In January, the DOJ released three million pages of Epstein files. Trump’s name appeared over a thousand times. Buried in those files was an FBI list of sexual assault allegations against Trump — compiled by agents on the Child Exploitation and Human Trafficking Task Force.
One woman, interviewed four times by the FBI, alleged that Epstein introduced her to Trump when she was between thirteen and fifteen years old. She described, in graphic detail, Trump sexually assaulting her. A DOJ source told the Miami Herald that agents found her credible — that they wouldn’t have interviewed her four times if they thought she was lying. The DOJ initially withheld those interview summaries. Called them “duplicative.” NPR caught the discrepancy. The files got released — some of them. As of this writing, thirty-seven pages remain missing.
Meanwhile, Ghislaine Maxwell is serving twenty years for sex trafficking and seeking clemency. From Trump.
So let’s do the math. Epstein files land in January. The allegations surface. The DOJ scrambles to suppress them. And by late February, we’re at war with Iran. The largest US military buildup in the Middle East since Iraq. Cruise missiles falling on Tehran. A hundred and sixty-five schoolgirls in the ground. And the news cycle buried right alongside them.
Wag the dog doesn’t begin to cover it.
The Pattern
Every chapter of US-Iran relations follows the same logic: American interests override Iranian sovereignty. When Iran resists, it’s terrorism. When America interferes, it’s foreign policy.
1953 taught Iran that democracy means nothing if Washington disapproves. The Shah years taught them that American friendship means a secret police force and a torturer’s manual. The revolution taught them that independence comes at the cost of total isolation. The war years taught them that America will arm your enemy and sell you weapons simultaneously. The sanctions taught them that compliance buys nothing. The JCPOA taught them that even signed agreements are worthless. And 2026 taught them that even when you’re hours from a deal, the bombs come anyway.
This is empire in decline. Not the slow, dignified kind. The kind where the emperor starts a war to bury the fact that the Epstein files have his name on them. The kind where a thousand Iranians die so the news doesn’t lead with a thirteen-year-old girl’s FBI testimony.

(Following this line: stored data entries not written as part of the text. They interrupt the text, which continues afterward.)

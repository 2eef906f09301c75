use async_trait::async_trait;
use homecall_common::error::Result;

/// Destination of serialized metrics messages.
#[async_trait]
pub trait Broker: Send + Sync {
    async fn deliver(&self, key: &str, payload: &[u8]) -> Result<()>;

    /// Where records go, for logs.
    fn describe(&self) -> String;
}
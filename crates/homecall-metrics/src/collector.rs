use std::sync::Arc;

use homecall_common::Metric;

use crate::{
    process::ProcessStats,
    state::{MetricSnapshot, MetricState},
};

pub const MEMORY_USAGE_BYTES: &str = "memory_usage_bytes";
pub const CPU_USAGE_CORES: &str = "cpu_usage_cores";
pub const HEALTH: &str = "health";
pub const RECONCILE_COUNT: &str = "reconcile_count";
pub const RECONCILE_ERRORS: &str = "reconcile_errors";
pub const LAST_SUCCESSFUL_RECONCILE_TIME: &str = "last_successful_reconcile_time";

/// Merges the reconcile state with live process facts into the flat metric
/// list both sinks export.
#[derive(Debug, Clone)]
pub struct Collector {
    state: Arc<MetricState>,
}

impl Collector {
    pub fn new(state: Arc<MetricState>) -> Self {
        Self { state }
    }

    pub fn state(&self) -> &Arc<MetricState> {
        &self.state
    }

    pub fn sample(&self) -> Vec<Metric> {
        self.sample_with_snapshot().1
    }

    /// Samples once and also returns the snapshot the metrics were built
    /// from, for callers that need its labels.
    pub fn sample_with_snapshot(&self) -> (MetricSnapshot, Vec<Metric>) {
        let snapshot = self.state.snapshot();
        let metrics = build_metrics(&snapshot, ProcessStats::read());
        (snapshot, metrics)
    }
}

pub fn build_metrics(snapshot: &MetricSnapshot, process: ProcessStats) -> Vec<Metric> {
    vec![
        Metric::gauge(
            MEMORY_USAGE_BYTES,
            "Memory usage in bytes of the operator",
            process.resident_memory_bytes as f64,
        ),
        Metric::gauge(
            CPU_USAGE_CORES,
            "Concurrent tasks running in the operator",
            process.active_tasks as f64,
        ),
        Metric::gauge(
            HEALTH,
            "Health status of the operator (1 = healthy, 0 = not healthy)",
            snapshot.health_value(),
        ),
        Metric::counter(
            RECONCILE_COUNT,
            "Number of reconciliations performed",
            snapshot.reconcile_count as f64,
        ),
        Metric::counter(
            RECONCILE_ERRORS,
            "Number of reconciliation errors",
            snapshot.reconcile_errors as f64,
        ),
        Metric::gauge(
            LAST_SUCCESSFUL_RECONCILE_TIME,
            "Unix time in seconds of the last successful reconciliation, 0 if none",
            snapshot.last_successful_reconcile_secs() as f64,
        ),
    ]
}
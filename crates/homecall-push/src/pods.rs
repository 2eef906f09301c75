use std::{collections::BTreeMap, path::Path, time::Duration};

use async_trait::async_trait;
use homecall_common::error::{HomecallError, Result};
use serde::Deserialize;
use url::Url;

const SERVICE_ACCOUNT_DIR: &str = "/var/run/secrets/kubernetes.io/serviceaccount";
const UNKNOWN_OWNER: &str = "Unknown";
const REQUEST_TIMEOUT: Duration = Duration::from_secs(5);

/// Pods in a namespace grouped by the kind of their first owner reference.
#[async_trait]
pub trait PodCounter: Send + Sync {
    async fn pod_counts(&self, namespace: &str) -> Result<BTreeMap<String, u64>>;
}

#[derive(Debug, Deserialize)]
struct PodList {
    #[serde(default)]
    items: Vec<Pod>,
}

#[derive(Debug, Deserialize)]
struct Pod {
    #[serde(default)]
    metadata: PodMetadata,
}

#[derive(Debug, Default, Deserialize)]
struct PodMetadata {
    #[serde(rename = "ownerReferences", default)]
    owner_references: Vec<OwnerReference>,
}

#[derive(Debug, Deserialize)]
struct OwnerReference {
    kind: String,
}

/// Lists pods through the Kubernetes REST API.
pub struct KubePodCounter {
    api_server: Url,
    token: Option<String>,
    client: reqwest::Client,
}

impl KubePodCounter {
    pub fn new(api_server: Url, token: Option<String>, client: reqwest::Client) -> Self {
        Self {
            api_server,
            token,
            client,
        }
    }

    /// Uses the pod's service account token and cluster CA.
    pub fn in_cluster(api_server: &str) -> Result<Self> {
        Self::from_service_account(api_server, Path::new(SERVICE_ACCOUNT_DIR))
    }

    fn from_service_account(api_server: &str, dir: &Path) -> Result<Self> {
        let api_server = Url::parse(api_server).map_err(|err| {
            HomecallError::Collaborator(format!("invalid kubernetes api server {api_server:?}: {err}"))
        })?;
        let token = std::fs::read_to_string(dir.join("token")).map_err(|err| {
            HomecallError::Collaborator(format!("service account token unavailable: {err}"))
        })?;
        let ca = std::fs::read(dir.join("ca.crt")).map_err(|err| {
            HomecallError::Collaborator(format!("service account CA unavailable: {err}"))
        })?;
        let certificate = reqwest::Certificate::from_pem(&ca).map_err(|err| {
            HomecallError::Collaborator(format!("invalid service account CA: {err}"))
        })?;
        let client = reqwest::Client::builder()
            .add_root_certificate(certificate)
            .timeout(REQUEST_TIMEOUT)
            .build()
            .map_err(|err| {
                HomecallError::Collaborator(format!("failed to build kubernetes client: {err}"))
            })?;

        Ok(Self::new(api_server, Some(token.trim().to_string()), client))
    }

    fn pods_url(&self, namespace: &str) -> Result<Url> {
        let mut url = self.api_server.clone();
        url.path_segments_mut()
            .map_err(|_| {
                HomecallError::Collaborator(format!(
                    "kubernetes api server {} cannot carry a path",
                    self.api_server
                ))
            })?
            .pop_if_empty()
            .extend(["api", "v1", "namespaces", namespace, "pods"]);
        Ok(url)
    }
}

#[async_trait]
impl PodCounter for KubePodCounter {
    async fn pod_counts(&self, namespace: &str) -> Result<BTreeMap<String, u64>> {
        let mut request = self.client.get(self.pods_url(namespace)?);
        if let Some(token) = &self.token {
            request = request.bearer_auth(token);
        }

        let response = request
            .send()
            .await
            .map_err(|err| HomecallError::Collaborator(format!("error listing pods: {err}")))?;
        if !response.status().is_success() {
            return Err(HomecallError::Collaborator(format!(
                "error listing pods in {namespace}: status {}",
                response.status()
            )));
        }

        let pods: PodList = response
            .json()
            .await
            .map_err(|err| HomecallError::Collaborator(format!("invalid pod list: {err}")))?;
        Ok(count_by_owner(&pods))
    }
}

fn count_by_owner(pods: &PodList) -> BTreeMap<String, u64> {
    let mut counts = BTreeMap::new();
    for pod in &pods.items {
        let owner = pod
            .metadata
            .owner_references
            .first()
            .map(|owner| owner.kind.as_str())
            .unwrap_or(UNKNOWN_OWNER);
        *counts.entry(owner.to_string()).or_insert(0) += 1;
    }
    counts
}
pub mod collector;
pub mod exposition;
pub mod process;
pub mod state;

pub use collector::Collector;
pub use exposition::render_prometheus;
pub use process::ProcessStats;
pub use state::{MetricSnapshot, MetricState};
use std::net::SocketAddr;

use thiserror::Error;

#[derive(Debug, Error)]
pub enum HomecallError {
    #[error("configuration error: {0}")]
    Config(String),
    #[error("failed to bind metrics listener on {addr}: {source}")]
    Bind {
        addr: SocketAddr,
        #[source]
        source: std::io::Error,
    },
    #[error("delivery failed: {0}")]
    Delivery(String),
    #[error("failed to serialize message: {0}")]
    Serialization(#[from] serde_json::Error),
    #[error("collaborator unavailable: {0}")]
    Collaborator(String),
    #[error("{0} has been shut down")]
    Stopped(&'static str),
    #[error(transparent)]
    Io(#[from] std::io::Error),
}

pub type Result<T> = std::result::Result<T, HomecallError>;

The seventy-year history of US interference in Iran isn’t a mystery. It’s not complicated. It’s a straight line from a CIA coup to a cruise missile, with a million corpses and a shattered democracy in between.
The Iranians don’t hate us for our freedom. They hate us for theirs.


A well written history lesson. History ignored by media, ignored by schools, ignored by politicians, ignored by Bible thumping pastors and pretty much buried by the bullshit propaganda of several administrations. There is a regime in Iran that we created by our blunders and our lust for oil. There is a regime in Cuba because of our blunders and our protection of Big Sugar. Money and the Oligarchs rule this imperial nation - so proud of having thrown off the yoke of “colonization. And then we act no better than our oppressors. Actually, now…worse.